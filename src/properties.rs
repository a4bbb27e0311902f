//! Property discovery through the GA4 Admin API.
//!
//! Used to find the numeric property ids that go into a batch config.

use std::rc::Rc;
use std::time::Duration;

use reqwest::blocking::Client;
use serde::Deserialize;
use tracing::info;

use crate::auth::TokenSource;
use crate::config;
use crate::error::{ExtractError, Result};
use crate::executor::api_error_message;
use crate::models::QueryResult;

const PAGE_SIZE: u32 = 200;

pub const PROPERTIES_PREFIX: &str = "ga4_properties";

#[derive(Debug, Clone, PartialEq, Eq)]
pub struct PropertySummary {
    pub account_name: String,
    pub property_id: String,
    pub property_name: String,
}

#[derive(Deserialize)]
#[serde(rename_all = "camelCase")]
struct AccountSummariesPage {
    #[serde(default)]
    account_summaries: Vec<AccountSummary>,
    #[serde(default)]
    next_page_token: Option<String>,
}

#[derive(Deserialize)]
#[serde(rename_all = "camelCase")]
struct AccountSummary {
    #[serde(default)]
    display_name: String,
    #[serde(default)]
    property_summaries: Vec<PropertyEntry>,
}

#[derive(Deserialize)]
#[serde(rename_all = "camelCase")]
struct PropertyEntry {
    property: String,
    #[serde(default)]
    display_name: String,
}

/// Flatten one `accountSummaries` page.
///
/// Returns the properties on the page and the token of the next page, if any.
pub fn parse_account_summaries(
    payload: &serde_json::Value,
) -> Result<(Vec<PropertySummary>, Option<String>)> {
    let page: AccountSummariesPage = serde_json::from_value(payload.clone())
        .map_err(|e| ExtractError::query("*", format!("unexpected accountSummaries response: {}", e)))?;
    let mut out = Vec::new();
    for account in page.account_summaries {
        for prop in account.property_summaries {
            let property_id = prop
                .property
                .rsplit('/')
                .next()
                .unwrap_or_default()
                .to_string();
            out.push(PropertySummary {
                account_name: account.display_name.clone(),
                property_id,
                property_name: prop.display_name,
            });
        }
    }
    let next = page.next_page_token.filter(|t| !t.is_empty());
    Ok((out, next))
}

/// Tabular form for export: `account_name,property_id,property_name`.
pub fn to_table(properties: &[PropertySummary]) -> QueryResult {
    QueryResult::new(
        vec![
            "account_name".to_string(),
            "property_id".to_string(),
            "property_name".to_string(),
        ],
        properties
            .iter()
            .map(|p| {
                vec![
                    p.account_name.clone(),
                    p.property_id.clone(),
                    p.property_name.clone(),
                ]
            })
            .collect(),
    )
}

/// Minimal Admin API client.
pub struct AdminClient {
    client: Client,
    base_url: String,
    tokens: Rc<TokenSource>,
}

impl AdminClient {
    pub fn new(tokens: Rc<TokenSource>, timeout: Duration) -> Result<Self> {
        let client = Client::builder().timeout(timeout).build()?;
        Ok(Self {
            client,
            base_url: config::ADMIN_API_BASE.to_string(),
            tokens,
        })
    }

    pub fn with_base_url(mut self, base_url: &str) -> Self {
        self.base_url = base_url.trim_end_matches('/').to_string();
        self
    }

    /// List every property visible to the credential, across all accounts.
    pub fn list_properties(&self) -> Result<Vec<PropertySummary>> {
        let url = format!("{}/accountSummaries", self.base_url);
        let mut all = Vec::new();
        let mut page_token: Option<String> = None;

        loop {
            let mut req = self
                .client
                .get(&url)
                .bearer_auth(self.tokens.access_token()?)
                .query(&[("pageSize", PAGE_SIZE.to_string())]);
            if let Some(token) = &page_token {
                req = req.query(&[("pageToken", token.as_str())]);
            }

            let resp = req.send()?;
            let status = resp.status();
            let payload: serde_json::Value = resp.json().unwrap_or(serde_json::Value::Null);
            if !status.is_success() {
                return Err(ExtractError::query(
                    "*",
                    api_error_message(&payload).unwrap_or_else(|| format!("HTTP {}", status)),
                ));
            }

            let (props, next) = parse_account_summaries(&payload)?;
            for p in &props {
                info!(account = %p.account_name, property_id = %p.property_id, name = %p.property_name, "property");
            }
            all.extend(props);

            match next {
                Some(token) => page_token = Some(token),
                None => break,
            }
        }

        info!(total = all.len(), "listed properties");
        Ok(all)
    }
}
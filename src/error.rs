use std::path::PathBuf;

/// Process exit codes, one per failure class.
pub const EXIT_CONFIG_ERROR: u8 = 1;
pub const EXIT_AUTH_ERROR: u8 = 2;
pub const EXIT_QUERY_ERROR: u8 = 3;
pub const EXIT_EXPORT_ERROR: u8 = 4;
/// Anything else, including a batch that wrote no files.
pub const EXIT_NO_OUTPUT: u8 = 5;

#[derive(Debug, thiserror::Error)]
pub enum ExtractError {
    #[error("Configuration error: {0}")]
    Configuration(String),

    #[error("No brands have a property_id filled in")]
    NoBrandsConfigured,

    #[error("Token file not found at {}", .path.display())]
    TokenNotFound { path: PathBuf },

    #[error("Credentials are invalid and cannot be refreshed: {0}")]
    CredentialsInvalid(String),

    #[error("Query against property {property_id} failed: {cause}")]
    Query { property_id: String, cause: String },

    #[error("Export to {} failed: {cause}", .path.display())]
    Export { path: PathBuf, cause: String },

    #[error("HTTP error: {0}")]
    Http(#[from] reqwest::Error),

    #[error("IO error: {0}")]
    Io(#[from] std::io::Error),

    #[error("JSON error: {0}")]
    Json(#[from] serde_json::Error),

    #[error("TOML error: {0}")]
    Toml(#[from] toml::de::Error),

    #[error("CSV error: {0}")]
    Csv(#[from] csv::Error),
}

impl ExtractError {
    /// Build a [`ExtractError::Query`] for the given property.
    pub fn query(property_id: &str, cause: impl ToString) -> Self {
        Self::Query {
            property_id: property_id.to_string(),
            cause: cause.to_string(),
        }
    }

    /// Whether the error happened before any report was queried.
    pub fn is_credential_error(&self) -> bool {
        matches!(self, Self::TokenNotFound { .. } | Self::CredentialsInvalid(_))
    }

    /// Exit code for a run that ended with this error.
    pub fn exit_code(&self) -> u8 {
        match self {
            Self::Configuration(_) | Self::NoBrandsConfigured | Self::Toml(_) | Self::Json(_) => {
                EXIT_CONFIG_ERROR
            }
            Self::TokenNotFound { .. } | Self::CredentialsInvalid(_) => EXIT_AUTH_ERROR,
            Self::Query { .. } | Self::Http(_) => EXIT_QUERY_ERROR,
            Self::Export { .. } | Self::Csv(_) | Self::Io(_) => EXIT_EXPORT_ERROR,
        }
    }
}

pub type Result<T> = std::result::Result<T, ExtractError>;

===============

- Work instructions
Check each line of the listing above, and copy it if it contains the word "failed".

- The completed task
    #[error("Query against property {property_id} failed: {cause}")]
    #[error("Export to {} failed: {cause}", .path.display())]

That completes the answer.